The overall abundances (FPKM) of commonly expressed transcripts on each chromosome were compared between the three groups. The TNBC group exhibited higher transcript expression levels on chromosome 6 compared with the Non-TNBC and HER2-positive breast cancer types (Figure 2B, Supplementary Figure 9). Frequent gains in chromosome 6p have been shown to be associated with poor prognosis in several cancers44, including invasive ductal carcinoma45,46. In general, the transcript abundance was higher in TNBC than in the other two groups. However, the overall number of transcripts and their expression profile in all three cancers followed a similar trend (Supplementary Figure 2).

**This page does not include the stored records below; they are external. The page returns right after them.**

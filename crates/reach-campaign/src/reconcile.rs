//! Delivery receipt reconciliation.
//!
//! A receipt closes one communication log row and then triggers a full
//! recompute of the owning campaign's aggregates from a fresh snapshot of its
//! log. Aggregates are never incremented, so duplicate or reordered receipts
//! cannot skew them.

use std::sync::Arc;

use async_trait::async_trait;
use chrono::Utc;
use dashmap::DashMap;
use reach_core::{
  campaign::{CampaignStats, CampaignStatus},
  message::DeliveryReceipt,
  store::CrmStore,
};
use tokio::sync::Mutex;
use tracing::{debug, info, warn};
use uuid::Uuid;

use crate::{Error, Result, delivery::ReceiptSink};

pub struct Reconciler<S> {
  store: Arc<S>,
  /// Serialises recomputes per campaign.
  locks: Arc<DashMap<Uuid, Arc<Mutex<()>>>>,
}

impl<S> Clone for Reconciler<S> {
  fn clone(&self) -> Self {
    Self {
      store: Arc::clone(&self.store),
      locks: Arc::clone(&self.locks),
    }
  }
}

impl<S: CrmStore> Reconciler<S> {
  pub fn new(store: Arc<S>) -> Self {
    Self { store, locks: Arc::new(DashMap::new()) }
  }

  /// Apply one receipt.
  ///
  /// Returns the campaign's recomputed aggregates, or `None` when the
  /// message id is unknown. A `SENT` receipt, or one for a log that is
  /// already closed, changes no log but still recomputes.
  pub async fn reconcile(&self, receipt: &DeliveryReceipt) -> Result<Option<CampaignStats>> {
    let Some(log) = self
      .store
      .log_by_message_id(receipt.message_id)
      .await
      .map_err(Error::store)?
    else {
      warn!(message_id = %receipt.message_id, "receipt for unknown message");
      return Ok(None);
    };

    if receipt.status.is_terminal() {
      let closed = self
        .store
        .close_log(
          receipt.message_id,
          receipt.status,
          receipt.error_reason.clone(),
          Utc::now(),
        )
        .await
        .map_err(Error::store)?;
      match closed {
        Some(_) => debug!(message_id = %receipt.message_id, status = %receipt.status, "log closed"),
        None => debug!(
          message_id = %receipt.message_id,
          current = %log.status,
          "log already closed, receipt ignored"
        ),
      }
    }

    self.recompute(log.campaign_id).await.map(Some)
  }

  /// Rebuild a campaign's aggregates from its full log and write them in one
  /// update. An active campaign whose every attempt has settled is completed
  /// by the same write.
  pub async fn recompute(&self, campaign_id: Uuid) -> Result<CampaignStats> {
    let lock = Arc::clone(self.locks.entry(campaign_id).or_default().value());
    let _guard = lock.lock().await;

    let logs = self
      .store
      .logs_for_campaign(campaign_id)
      .await
      .map_err(Error::store)?;
    let stats = CampaignStats::from_logs(&logs);

    // A campaign with no attempts yet is still being dispatched.
    let complete_at = (stats.sent > 0 && stats.is_settled()).then(Utc::now);

    let campaign = self
      .store
      .write_campaign_stats(campaign_id, stats, complete_at)
      .await
      .map_err(Error::store)?
      .ok_or(reach_core::Error::CampaignNotFound(campaign_id))?;

    if complete_at.is_some() && campaign.status == CampaignStatus::Completed {
      info!(
        campaign_id = %campaign_id,
        sent = stats.sent,
        delivered = stats.delivered,
        failed = stats.failed,
        "campaign completed"
      );
    } else {
      debug!(campaign_id = %campaign_id, pending = stats.pending, "campaign aggregates updated");
    }

    Ok(stats)
  }
}

/// Receipts reported in-process, without a round trip through the API.
#[async_trait]
impl<S: CrmStore + 'static> ReceiptSink for Reconciler<S> {
  async fn report(&self, receipt: &DeliveryReceipt) -> Result<()> {
    self.reconcile(receipt).await.map(|_| ())
  }
}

Clustering based on transcript expression profile
We examined the correlation between the samples based on transcript and gene expression using Principle Component Analysis. Similar to initial immunohistochemistry and q-PCR classification, most of the samples from each breast cancer group clustered together in our analysis, except for a few outliers (sample A3 in TNBC, sample B4 in Non-TNBC, and samples C1 and C5 in HER2 group) (Figure 2C). To further explore the pairwise relationship, we calculated the Spearman's correlation, which ranks and quantifies the degree of similarity between each pair of samples (Supplementary Table 6). The results indicated variation between individual samples but no distinct outliers (Figure 2D). However, the transcript expression-based correlation showed more variation within the groups than the gene expression-based correlation (Supplementary Table 6 and Supplementary Figure 10A). In agreement with the PCA analysis, the average linkage distance matrix analyses and pairwise cuffdiff analysis also highlighted three distinct groups and similar outliers, i.e., A3, B4 (and also B6) and C5 (Supplementary Table 7, Supplementary Figure 10B and 11, Supplementary Method43). Together, these analyses illustrate the variation in individual transcript expression levels, which is possibly due to a large number of low abundance transcripts in all of the samples, a phenomenon generally observed in RNA sequencing data studies47.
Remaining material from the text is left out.